In a clear case of what-you-don't-know-could-affect-your-bottom-line, the Senate's version of the healthcare reform bill contains little-known provisions that directly relate to hospital finance. True to congressional tradition, favorite causes have found their way into the 2,000-plus pages of the "Patient Protection and Affordable Care Act," reports Kaiser Health News.

At the urging of two senators--Blanche Lincoln (D-Ark.) and Olympia Snow (R-Me.)--the bill calls for increased Medicare payments for dual energy X-ray absorptiometry (DXA) or bone density scans. Since 2006, lawmakers have reduced payments for some imaging services, including bone density scans, in an effort to control costs.
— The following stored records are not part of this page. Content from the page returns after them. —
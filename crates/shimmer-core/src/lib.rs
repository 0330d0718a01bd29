//! Core interception engine for shimmer.
//!
//! The [`ShimEngine`] instruments classes, objects, and individual
//! members of the dynamic object model so that every call, property
//! write, accessor read, and event is reported as a
//! [`shimmer_observe::TraceRecord`] through a configured sink, while
//! the instrumented code observes exactly the behavior it had before.
//!
//! Instrumentation is driven by a [`TraceConfig`] and spreads on its
//! own: results of intercepted calls whose class was registered with
//! [`ShimEngine::trace_class`] are instrumented before the caller sees
//! them, and listener registrations reveal events as they are named.

pub mod config;
pub mod engine;
pub mod error;
pub mod events;
pub mod host;
pub mod member;
pub mod propagate;
pub mod shim;

pub use config::TraceConfig;
pub use engine::ShimEngine;
pub use error::{ShimError, ShimResult};
pub use host::ElementHost;
pub use member::MemberKind;

/// Commonly used types for working with the engine.
pub mod prelude {
    pub use crate::config::TraceConfig;
    pub use crate::engine::ShimEngine;
    pub use crate::error::{ShimError, ShimResult};
    pub use crate::host::ElementHost;
}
This new provision would restore payments to 70 percent of 2006 levels--not a complete return to past levels, but an improvement.

The second provision would call on nonprofit hospitals to close the gap between how much they charge insured patients and self-pay patients for emergency room services. In 2007, the journal Health Affairs published a study that showed that hospitals often charge uninsured and self-pay patients more than three times Medicare-allowable rates and 2.5 times as much as insurance company reimbursement rates. 

The Senate bill would limit ER charges for self-pay patients to the lowest amount received from insured patients for the same services. The bill also would require all hospitals to put in place financial aid and discount programs. Some hospitals already have such programs.